-- PROVIDED DATA --
Start of Block
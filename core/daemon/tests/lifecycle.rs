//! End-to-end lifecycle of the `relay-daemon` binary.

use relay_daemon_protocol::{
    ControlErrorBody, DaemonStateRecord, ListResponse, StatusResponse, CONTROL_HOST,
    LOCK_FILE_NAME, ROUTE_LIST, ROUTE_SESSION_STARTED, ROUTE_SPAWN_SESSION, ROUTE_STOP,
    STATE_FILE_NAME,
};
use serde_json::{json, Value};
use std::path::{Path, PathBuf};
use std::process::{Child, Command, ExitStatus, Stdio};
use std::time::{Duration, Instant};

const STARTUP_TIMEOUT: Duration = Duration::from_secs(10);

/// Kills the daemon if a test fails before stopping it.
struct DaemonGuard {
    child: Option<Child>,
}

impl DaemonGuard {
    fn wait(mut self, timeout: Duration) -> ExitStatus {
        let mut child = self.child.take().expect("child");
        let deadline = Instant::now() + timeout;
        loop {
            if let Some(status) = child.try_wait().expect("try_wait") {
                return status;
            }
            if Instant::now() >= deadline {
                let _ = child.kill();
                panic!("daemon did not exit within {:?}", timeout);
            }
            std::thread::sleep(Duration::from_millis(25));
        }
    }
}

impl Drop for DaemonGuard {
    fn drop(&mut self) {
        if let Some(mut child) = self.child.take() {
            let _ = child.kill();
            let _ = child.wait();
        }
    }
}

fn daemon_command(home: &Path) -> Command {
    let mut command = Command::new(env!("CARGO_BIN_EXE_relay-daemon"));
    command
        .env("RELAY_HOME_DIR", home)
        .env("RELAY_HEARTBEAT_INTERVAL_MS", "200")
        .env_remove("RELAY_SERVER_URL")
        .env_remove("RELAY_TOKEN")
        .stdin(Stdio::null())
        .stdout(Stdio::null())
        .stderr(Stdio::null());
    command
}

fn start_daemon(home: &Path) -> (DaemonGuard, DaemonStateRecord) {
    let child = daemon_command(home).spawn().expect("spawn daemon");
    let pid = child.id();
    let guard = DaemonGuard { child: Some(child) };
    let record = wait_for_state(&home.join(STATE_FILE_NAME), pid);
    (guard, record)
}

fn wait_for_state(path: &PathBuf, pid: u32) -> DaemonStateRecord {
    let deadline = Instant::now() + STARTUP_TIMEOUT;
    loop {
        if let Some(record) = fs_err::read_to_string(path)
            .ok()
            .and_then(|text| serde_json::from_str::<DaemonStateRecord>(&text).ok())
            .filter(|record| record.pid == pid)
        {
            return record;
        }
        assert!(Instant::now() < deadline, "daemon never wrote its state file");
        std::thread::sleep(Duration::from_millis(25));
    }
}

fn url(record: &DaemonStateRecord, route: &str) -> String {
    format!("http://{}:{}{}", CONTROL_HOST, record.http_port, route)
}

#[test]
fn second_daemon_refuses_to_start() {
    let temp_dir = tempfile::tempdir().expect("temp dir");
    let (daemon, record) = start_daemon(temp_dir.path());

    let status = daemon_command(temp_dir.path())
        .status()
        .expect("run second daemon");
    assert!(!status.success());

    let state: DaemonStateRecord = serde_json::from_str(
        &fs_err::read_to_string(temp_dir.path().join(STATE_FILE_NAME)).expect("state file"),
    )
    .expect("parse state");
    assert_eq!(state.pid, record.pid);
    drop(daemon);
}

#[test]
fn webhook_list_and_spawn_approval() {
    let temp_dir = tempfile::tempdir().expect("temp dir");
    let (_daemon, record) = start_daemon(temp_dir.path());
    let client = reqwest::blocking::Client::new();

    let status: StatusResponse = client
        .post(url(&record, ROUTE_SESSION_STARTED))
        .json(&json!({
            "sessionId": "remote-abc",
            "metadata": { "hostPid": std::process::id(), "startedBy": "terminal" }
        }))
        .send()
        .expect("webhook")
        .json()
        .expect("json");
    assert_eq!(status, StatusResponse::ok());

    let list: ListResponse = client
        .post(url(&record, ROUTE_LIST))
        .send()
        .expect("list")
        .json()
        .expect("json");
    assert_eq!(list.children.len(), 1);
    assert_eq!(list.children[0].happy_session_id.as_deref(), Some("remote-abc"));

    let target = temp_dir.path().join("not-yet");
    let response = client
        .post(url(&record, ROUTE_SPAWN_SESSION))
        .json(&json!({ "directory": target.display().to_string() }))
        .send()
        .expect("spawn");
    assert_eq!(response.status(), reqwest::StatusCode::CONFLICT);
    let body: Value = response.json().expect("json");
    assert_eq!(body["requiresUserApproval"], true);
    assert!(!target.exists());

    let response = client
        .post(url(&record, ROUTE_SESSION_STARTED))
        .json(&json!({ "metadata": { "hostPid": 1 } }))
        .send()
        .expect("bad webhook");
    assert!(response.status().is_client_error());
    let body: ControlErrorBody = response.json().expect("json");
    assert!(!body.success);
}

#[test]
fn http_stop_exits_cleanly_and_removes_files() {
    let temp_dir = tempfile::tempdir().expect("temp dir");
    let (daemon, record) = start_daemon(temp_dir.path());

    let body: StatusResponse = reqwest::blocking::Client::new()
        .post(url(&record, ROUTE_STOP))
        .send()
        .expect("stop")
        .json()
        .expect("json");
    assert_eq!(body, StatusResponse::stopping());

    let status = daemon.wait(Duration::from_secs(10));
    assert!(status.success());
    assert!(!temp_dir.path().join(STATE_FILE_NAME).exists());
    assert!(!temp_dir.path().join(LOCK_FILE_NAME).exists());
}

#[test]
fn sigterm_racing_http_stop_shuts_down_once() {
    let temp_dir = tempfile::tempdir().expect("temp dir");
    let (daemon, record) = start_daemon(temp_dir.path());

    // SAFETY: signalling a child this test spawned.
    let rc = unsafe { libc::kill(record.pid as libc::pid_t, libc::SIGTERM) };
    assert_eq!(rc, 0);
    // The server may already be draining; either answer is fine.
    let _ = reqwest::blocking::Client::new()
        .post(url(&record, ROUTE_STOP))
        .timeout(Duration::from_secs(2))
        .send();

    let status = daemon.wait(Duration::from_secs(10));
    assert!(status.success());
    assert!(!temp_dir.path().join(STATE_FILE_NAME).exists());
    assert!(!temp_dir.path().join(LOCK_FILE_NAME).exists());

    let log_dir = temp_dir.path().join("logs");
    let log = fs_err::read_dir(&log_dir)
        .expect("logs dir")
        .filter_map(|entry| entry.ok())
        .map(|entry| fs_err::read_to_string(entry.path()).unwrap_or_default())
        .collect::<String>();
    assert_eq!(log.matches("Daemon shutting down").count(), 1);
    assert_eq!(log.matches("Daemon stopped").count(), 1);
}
End of Block
-- WORK TASK --
Look over the records above, and wherever a line contains the string "target", copy that line.

-- FINAL ANSWER --
    let target = temp_dir.path().join("not-yet");
        .json(&json!({ "directory": target.display().to_string() }))
    assert!(!target.exists());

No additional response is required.